**What you are asked to do**
I would like you to transcribe all of the data exactly.

**Listed entries**

//! Built-in recipe: Tcl 8.6.4 with the Tk toolkit and Tcllib.
//!
//! Tcl is the primary resource. Tk builds against the freshly installed Tcl
//! (it looks up `tclsh` on `PATH` and links against `<prefix>/lib`), so it
//! is planned after Tcl with `<prefix>/bin` prepended to its `PATH`. Tcllib
//! only needs a `tclsh` to install its modules.

use crate::options::OptionSpec;
use crate::platform::{HostDependency, LEOPARD, PatchGate};
use crate::recipe::{
    ArgRule, BuildScript, ConfigureScript, Recipe, ResourceSpec, SmokeTest, StepTemplate,
};
use crate::types::ResourceDescriptor;
use std::collections::BTreeMap;
use std::path::PathBuf;

/// Tcl/Tk version built by this recipe.
pub const VERSION: &str = "8.6.4";

/// Patch for the sqlite bundled with Tcl; Tiger lacks
/// `OSAtomicCompareAndSwapPtrBarrier`.
pub const SQLITE_LEGACY_ATOMICS_PATCH: &str = include_str!("../data/sqlite-legacy-atomics.patch");

/// The Tcl/Tk recipe.
#[must_use]
pub fn recipe() -> Recipe {
    Recipe {
        name: "tcl-tk".to_string(),
        description: "Tool Command Language".to_string(),
        homepage: "https://www.tcl.tk/".to_string(),
        primary: tcl(),
        resources: vec![tk(), tcllib()],
        options: vec![
            OptionSpec::new("threads", "Build with multithreading support", false)
                .configure_arg("--enable-threads"),
            OptionSpec::new("tcllib", "Build tcllib (utility modules)", true),
            OptionSpec::new("tk", "Build the Tk (window toolkit)", true),
            OptionSpec::new("x11", "Build X11-based Tk instead of Aqua-based Tk", false)
                .requires(HostDependency::X11),
            OptionSpec::new("aqua", "Build Aqua-based Tk", true),
        ],
        deprecated: BTreeMap::from([("enable-threads".to_string(), "with-threads".to_string())]),
        exclusive: vec![["x11".to_string(), "aqua".to_string()]],
        test: Some(SmokeTest {
            executable: PathBuf::from("bin/tclsh"),
            input: "puts honk\n".to_string(),
            expected: "honk".to_string(),
        }),
    }
}

fn tcl() -> ResourceSpec {
    let descriptor = ResourceDescriptor::new(
        "tcl",
        "https://downloads.sourceforge.net/project/tcl/Tcl/8.6.4/tcl8.6.4-src.tar.gz",
        VERSION,
        "9e6ed94c981c1d0c5f5fefb8112d06c6bf4d050a7327e95e71d417c416519c8d",
    )
    .with_patch(SQLITE_LEGACY_ATOMICS_PATCH);

    ResourceSpec {
        descriptor,
        enabled_by: None,
        depends_on: None,
        patch_gate: Some(PatchGate {
            os: "macos".to_string(),
            below: LEOPARD,
        }),
        build: BuildScript {
            working_dir: PathBuf::from("unix"),
            configure: Some(ConfigureScript {
                option_flags: true,
                word_width_flag: Some("--enable-64bit".to_string()),
                ..ConfigureScript::default()
            }),
            steps: vec![
                StepTemplate::new("make", Vec::<String>::new()),
                StepTemplate::new("make", ["install"]),
                StepTemplate::new("make", ["install-private-headers"]),
                StepTemplate::new("ln", ["-sf", "tclsh8.6", "{bin}/tclsh"]),
            ],
            prepend_bin_to_path: false,
        },
    }
}

fn tk() -> ResourceSpec {
    let descriptor = ResourceDescriptor::new(
        "tk",
        "https://downloads.sourceforge.net/project/tcl/Tcl/8.6.4/tk8.6.4-src.tar.gz",
        VERSION,
        "08f99df85e5dc9c4271762163c6aabb962c8b297dc5c4c1af8bdd05fc2dd26c1",
    );

    ResourceSpec {
        descriptor,
        enabled_by: Some("tk".to_string()),
        depends_on: Some("tcl".to_string()),
        patch_gate: None,
        build: BuildScript {
            working_dir: PathBuf::from("unix"),
            configure: Some(ConfigureScript {
                args: vec!["--with-tcl={lib}".to_string()],
                option_flags: true,
                word_width_flag: Some("--enable-64bit".to_string()),
                rules: vec![
                    ArgRule::with("x11", ["--with-x"]),
                    ArgRule::with("aqua", ["--enable-aqua=yes", "--without-x"]),
                ],
                ..ConfigureScript::default()
            }),
            steps: vec![
                StepTemplate::new("make", ["TK_LIBRARY={lib}"]),
                StepTemplate::new("make", ["install"]),
                StepTemplate::new("make", ["install-private-headers"]),
                StepTemplate::new("ln", ["-sf", "wish8.6", "{bin}/wish"]),
            ],
            prepend_bin_to_path: true,
        },
    }
}

fn tcllib() -> ResourceSpec {
    let descriptor = ResourceDescriptor::new(
        "tcllib",
        "https://github.com/tcltk/tcllib/archive/tcllib_1_17.tar.gz",
        "1.17",
        "95c676130ce2fdb00e8a6f79c4fea9e79d071063783a61db9274647920d97a03",
    );

    ResourceSpec {
        descriptor,
        enabled_by: Some("tcllib".to_string()),
        depends_on: Some("tcl".to_string()),
        patch_gate: None,
        build: BuildScript {
            configure: Some(ConfigureScript::default()),
            steps: vec![StepTemplate::new("make", ["install"])],
            prepend_bin_to_path: true,
            ..BuildScript::default()
        },
    }
}

#[cfg(test)]
mod tests {
    use super::*;

    #[test]
    fn test_descriptors_are_valid() {
        let recipe = recipe();
        for spec in recipe.all_resources() {
            spec.descriptor.validate().unwrap();
        }
    }

    #[test]
    fn test_resource_order() {
        let recipe = recipe();
        let names: Vec<&str> = recipe.all_resources().map(ResourceSpec::name).collect();
        assert_eq!(names, vec!["tcl", "tk", "tcllib"]);
    }

    #[test]
    fn test_patch_is_a_unified_diff() {
        assert!(SQLITE_LEGACY_ATOMICS_PATCH.starts_with("diff --git"));
        assert!(SQLITE_LEGACY_ATOMICS_PATCH.contains("fc_atomic_ptr_cmpexch"));
    }

    #[test]
    fn test_smoke_test() {
        let test = recipe().test.unwrap();
        assert_eq!(test.executable, PathBuf::from("bin/tclsh"));
        assert_eq!(test.input, "puts honk\n");
        assert_eq!(test.expected, "honk");
    }
}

**Answer area**
//! Built-in recipe: Tcl 8.6.4 with the Tk toolkit and Tcllib.
//!
//! Tcl is the primary resource. Tk builds against the freshly installed Tcl
//! (it looks up `tclsh` on `PATH` and links against `<prefix>/lib`), so it
//! is planned after Tcl with `<prefix>/bin` prepended to its `PATH`. Tcllib
//! only needs a `tclsh` to install its modules.

use crate::options::OptionSpec;
use crate::platform::{HostDependency, LEOPARD, PatchGate};
use crate::recipe::{
    ArgRule, BuildScript, ConfigureScript, Recipe, ResourceSpec, SmokeTest, StepTemplate,
};
use crate::types::ResourceDescriptor;
use std::collections::BTreeMap;
use std::path::PathBuf;

/// Tcl/Tk version built by this recipe.
pub const VERSION: &str = "8.6.4";

/// Patch for the sqlite bundled with Tcl; Tiger lacks
/// `OSAtomicCompareAndSwapPtrBarrier`.
pub const SQLITE_LEGACY_ATOMICS_PATCH: &str = include_str!("../data/sqlite-legacy-atomics.patch");

/// The Tcl/Tk recipe.
#[must_use]
pub fn recipe() -> Recipe {
    Recipe {
        name: "tcl-tk".to_string(),
        description: "Tool Command Language".to_string(),
        homepage: "https://www.tcl.tk/".to_string(),
        primary: tcl(),
        resources: vec![tk(), tcllib()],
        options: vec![
            OptionSpec::new("threads", "Build with multithreading support", false)
                .configure_arg("--enable-threads"),
            OptionSpec::new("tcllib", "Build tcllib (utility modules)", true),
            OptionSpec::new("tk", "Build the Tk (window toolkit)", true),
            OptionSpec::new("x11", "Build X11-based Tk instead of Aqua-based Tk", false)
                .requires(HostDependency::X11),
            OptionSpec::new("aqua", "Build Aqua-based Tk", true),
        ],
        deprecated: BTreeMap::from([("enable-threads".to_string(), "with-threads".to_string())]),
        exclusive: vec![["x11".to_string(), "aqua".to_string()]],
        test: Some(SmokeTest {
            executable: PathBuf::from("bin/tclsh"),
            input: "puts honk\n".to_string(),
            expected: "honk".to_string(),
        }),
    }
}

fn tcl() -> ResourceSpec {
    let descriptor = ResourceDescriptor::new(
        "tcl",
        "https://downloads.sourceforge.net/project/tcl/Tcl/8.6.4/tcl8.6.4-src.tar.gz",
        VERSION,
        "9e6ed94c981c1d0c5f5fefb8112d06c6bf4d050a7327e95e71d417c416519c8d",
    )
    .with_patch(SQLITE_LEGACY_ATOMICS_PATCH);

    ResourceSpec {
        descriptor,
        enabled_by: None,
        depends_on: None,
        patch_gate: Some(PatchGate {
            os: "macos".to_string(),
            below: LEOPARD,
        }),
        build: BuildScript {
            working_dir: PathBuf::from("unix"),
            configure: Some(ConfigureScript {
                option_flags: true,
                word_width_flag: Some("--enable-64bit".to_string()),
                ..ConfigureScript::default()
            }),
            steps: vec![
                StepTemplate::new("make", Vec::<String>::new()),
                StepTemplate::new("make", ["install"]),
                StepTemplate::new("make", ["install-private-headers"]),
                StepTemplate::new("ln", ["-sf", "tclsh8.6", "{bin}/tclsh"]),
            ],
            prepend_bin_to_path: false,
        },
    }
}

fn tk() -> ResourceSpec {
    let descriptor = ResourceDescriptor::new(
        "tk",
        "https://downloads.sourceforge.net/project/tcl/Tcl/8.6.4/tk8.6.4-src.tar.gz",
        VERSION,
        "08f99df85e5dc9c4271762163c6aabb962c8b297dc5c4c1af8bdd05fc2dd26c1",
    );

    ResourceSpec {
        descriptor,
        enabled_by: Some("tk".to_string()),
        depends_on: Some("tcl".to_string()),
        patch_gate: None,
        build: BuildScript {
            working_dir: PathBuf::from("unix"),
            configure: Some(ConfigureScript {
                args: vec!["--with-tcl={lib}".to_string()],
                option_flags: true,
                word_width_flag: Some("--enable-64bit".to_string()),
                rules: vec![
                    ArgRule::with("x11", ["--with-x"]),
                    ArgRule::with("aqua", ["--enable-aqua=yes", "--without-x"]),
                ],
                ..ConfigureScript::default()
            }),
            steps: vec![
                StepTemplate::new("make", ["TK_LIBRARY={lib}"]),
                StepTemplate::new("make", ["install"]),
                StepTemplate::new("make", ["install-private-headers"]),
                StepTemplate::new("ln", ["-sf", "wish8.6", "{bin}/wish"]),
            ],
            prepend_bin_to_path: true,
        },
    }
}

fn tcllib() -> ResourceSpec {
    let descriptor = ResourceDescriptor::new(
        "tcllib",
        "https://github.com/tcltk/tcllib/archive/tcllib_1_17.tar.gz",
        "1.17",
        "95c676130ce2fdb00e8a6f79c4fea9e79d071063783a61db9274647920d97a03",
    );

    ResourceSpec {
        descriptor,
        enabled_by: Some("tcllib".to_string()),
        depends_on: Some("tcl".to_string()),
        patch_gate: None,
        build: BuildScript {
            configure: Some(ConfigureScript::default()),
            steps: vec![StepTemplate::new("make", ["install"])],
            prepend_bin_to_path: true,
            ..BuildScript::default()
        },
    }
}

#[cfg(test)]
mod tests {
    use super::*;

    #[test]
    fn test_descriptors_are_valid() {
        let recipe = recipe();
        for spec in recipe.all_resources() {
            spec.descriptor.validate().unwrap();
        }
    }

    #[test]
    fn test_resource_order() {
        let recipe = recipe();
        let names: Vec<&str> = recipe.all_resources().map(ResourceSpec::name).collect();
        assert_eq!(names, vec!["tcl", "tk", "tcllib"]);
    }

    #[test]
    fn test_patch_is_a_unified_diff() {
        assert!(SQLITE_LEGACY_ATOMICS_PATCH.starts_with("diff --git"));
        assert!(SQLITE_LEGACY_ATOMICS_PATCH.contains("fc_atomic_ptr_cmpexch"));
    }

    #[test]
    fn test_smoke_test() {
        let test = recipe().test.unwrap();
        assert_eq!(test.executable, PathBuf::from("bin/tclsh"));
        assert_eq!(test.input, "puts honk\n");
        assert_eq!(test.expected, "honk");
    }
}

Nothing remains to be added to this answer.